In the amine treater the absorber is usually operated at a relatively low temperature (suitably between 30 and 60° C.) and a relatively high pressure (suitably 0.5 to 15 Megapascal (MPa)) in order to absorb as much as possible of the acid gases in the amine liquid. The regenerator is usually operated at a relatively high temperature (suitably 110 to 130° C.) and a relatively low pressure (suitably 0.1 to 0.2 Megapascal (MPa) at the tower bottom) in order remove as much as possible of the acid gases from the amine liquid. In some cases a flash vessel may be used. Rich amine solution is introduced into the flash vessel at a pressure between the pressure of the absorber and the regenerator. Part of the absorbed gasses will come free here. The flashed amine solution is sent to the regenerator.
Preferably hydrogen sulphide is also removed from fraction comprising C3-C4 compounds (LPG). The line-up for LPG treating for hydrogen sulphide removal (and optionally carbon dioxide removal) is similar to the dry gas treatment, except for the presence of a liquid/liquid contactor instead of a gas absorber as the LPG fraction is liquid at the pressure used is the absorption process. Usually a packed or trayed contactor is used.

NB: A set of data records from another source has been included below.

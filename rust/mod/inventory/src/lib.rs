pub mod api;
pub mod code;
pub mod model;
pub mod service;

use std::sync::Arc;

use axum::Router;
use granthalaya_core::Module;

use service::InventoryService;

/// Inventory module for the Granthalaya bookstore and samagri stock.
pub struct InventoryModule {
    service: Arc<InventoryService>,
}

impl InventoryModule {
    pub fn new(service: InventoryService) -> Self {
        Self {
            service: Arc::new(service),
        }
    }

    pub fn service(&self) -> &Arc<InventoryService> {
        &self.service
    }
}

impl Module for InventoryModule {
    fn name(&self) -> &str {
        "inventory"
    }

    fn routes(&self) -> Router {
        api::router(self.service.clone())
    }
}
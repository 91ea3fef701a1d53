pub mod error;
pub mod redb;
pub mod traits;

pub use error::KVError;
pub use redb::RedbStore;
pub use traits::{Guard, KVStore, WriteBatch};
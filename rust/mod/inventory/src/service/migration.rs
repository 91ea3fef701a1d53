use std::collections::{BTreeMap, HashSet};

use tracing::{info, warn};

use granthalaya_core::{now_rfc3339, ServiceError};
use granthalaya_kv::WriteBatch;

use crate::code::{CodeError, ProductCode, ProductType};
use crate::model::{MigrationLock, MigrationOutcome, Product, PRODUCT_CODE_MIGRATION_ID};

use super::product::parse_counter;
use super::{internal, invalid, keys, storage, to_json, InventoryService};

impl InventoryService {
    /// Lock state of the product-code backfill; never-run reads as pending.
    pub fn get_migration_status(&self) -> Result<MigrationLock, ServiceError> {
        Ok(self
            .get_json(&keys::migration(PRODUCT_CODE_MIGRATION_ID))?
            .unwrap_or_else(|| MigrationLock::pending(PRODUCT_CODE_MIGRATION_ID)))
    }

    /// Give every product that predates codes a code, exactly once.
    ///
    /// Products without a code are taken oldest first; the product at
    /// position `i` gets sequence `i + 1`, bumped past any code already in
    /// use. Every write, the completed lock included, goes into a single
    /// commit guarded on the lock as read at the start: a failed run
    /// leaves the store untouched, and of two concurrent runs only one
    /// can win.
    pub fn run_product_code_backfill(&self, actor: &str) -> Result<MigrationOutcome, ServiceError> {
        let lock_key = keys::migration(PRODUCT_CODE_MIGRATION_ID);
        let lock_raw = self.get_raw(&lock_key)?;
        let lock: MigrationLock = match &lock_raw {
            Some(raw) => serde_json::from_slice(raw).map_err(internal)?,
            None => MigrationLock::pending(PRODUCT_CODE_MIGRATION_ID),
        };
        if lock.completed {
            info!(processed = lock.processed_count, "product code backfill already completed");
            return Ok(MigrationOutcome::AlreadyCompleted {
                processed_count: lock.processed_count,
            });
        }

        let mut pending: Vec<(Product, Vec<u8>)> = self
            .kv
            .scan(keys::PRODUCT_PREFIX)
            .map_err(storage)?
            .into_iter()
            .filter_map(|(key, raw)| match serde_json::from_slice::<Product>(&raw) {
                Ok(product) => Some((product, raw)),
                Err(e) => {
                    warn!(%key, error = %e, "backfill skipping undecodable product");
                    None
                }
            })
            .filter(|(product, _)| product.product_code.is_none())
            .collect();
        pending.sort_by(|(a, _), (b, _)| (&a.created_at, &a.id).cmp(&(&b.created_at, &b.id)));

        let now = now_rfc3339();
        let mut batch = WriteBatch::new();
        let mut assigned: HashSet<String> = HashSet::new();
        let mut highest: BTreeMap<ProductType, u64> = BTreeMap::new();
        let mut processed = 0;
        let mut skipped = 0;

        for (i, (mut product, raw)) in pending.into_iter().enumerate() {
            let mut sequence = i as u64 + 1;
            let code = loop {
                let code = match ProductCode::new(product.product_type, &product.name, sequence) {
                    Ok(code) => code.to_string(),
                    Err(CodeError::EmptySlug(_)) => break None,
                    Err(e) => return Err(invalid(e)),
                };
                if !assigned.contains(&code) && !self.code_taken(&code)? {
                    break Some(code);
                }
                sequence += 1;
            };
            let Some(code) = code else {
                warn!(id = %product.id, name = %product.name, "no code can be built from product name, skipping");
                skipped += 1;
                continue;
            };

            product.product_code = Some(code.clone());
            product.updated_at = now.clone();
            batch
                .expect_value(keys::product(&product.id), Some(raw))
                .expect_absent(keys::code(&code))
                .put(keys::product(&product.id), to_json(&product)?)
                .put(keys::code(&code), product.id.as_bytes());

            let top = highest.entry(product.product_type).or_insert(0);
            *top = (*top).max(sequence);
            assigned.insert(code);
            processed += 1;
        }

        // Keep the per-type counters ahead of every backfilled sequence so
        // new products never collide with migrated ones.
        for (product_type, top) in highest {
            let seq_key = keys::seq(product_type);
            let seq_raw = self.get_raw(&seq_key)?;
            if parse_counter(seq_raw.as_deref())? < top {
                batch.expect_value(&seq_key, seq_raw).put(&seq_key, top.to_string());
            }
        }

        let completed = MigrationLock {
            id: PRODUCT_CODE_MIGRATION_ID.to_string(),
            completed: true,
            processed_count: processed,
            skipped_count: skipped,
            completed_at: Some(now),
            completed_by: Some(actor.to_string()),
        };
        batch
            .expect_value(&lock_key, lock_raw)
            .put(&lock_key, to_json(&completed)?);

        if self.commit(&batch)? {
            info!(processed, skipped, %actor, "product code backfill completed");
            return Ok(MigrationOutcome::Completed { processed, skipped });
        }

        let current = self.get_migration_status()?;
        if current.completed {
            info!("product code backfill finished by a concurrent run");
            return Ok(MigrationOutcome::AlreadyCompleted {
                processed_count: current.processed_count,
            });
        }
        Err(ServiceError::Conflict(
            "products changed while the backfill ran, nothing was written; run it again".into(),
        ))
    }
}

In some embodiments of the present invention, in the case of the formation of stable foams in the amine treating unit one or more defoaming agents may be added to the amine treater. Preferably the defoaming agent is chosen from silicone compounds, EO/PO based polyglycols and high boiling alcohols. Especially preferred are commercially available silicon based defoaming agents with the trade names NALCO EC9204, SAG 7133 and KS-604. Preferred polyglycol defoaming agents for use in aqueous systems are GE Betz's Maxamine 70B and Maxamine 82B and Nalco's EC 9079 A. The defoaming agent is suitably added to the recirculating amine stream, e.g. together with make-up amine solvent, or it is added directly to the amine solution or it may be sprayed onto the foam layer.
The chemical formulations of embodiments of this invention can be injected into the process streams under a wide range of temperature, pressure and phase conditions. These formulations can be adapted to various injection locations. The chemical formulations may be available in both aqueous and hydrocarbon phases. The chemical formulations are usually available in a wide range of concentrations.
Application of the process of the invention at least mitigates the formation of sour water emulsion and amine system emulsion and foams when cracking biofeed at the FCC. This will solve the waste water treatment plant operation problems (less emulsion to the waste water plant), enable the refinery to meet the quality specifications of the FCC products (better sulphur/CO2 removal), and reduce fresh amine replacement cost. The downstream FCC processes (product work-up) operate more stable and efficient than without the use of chemical additives according to the invention.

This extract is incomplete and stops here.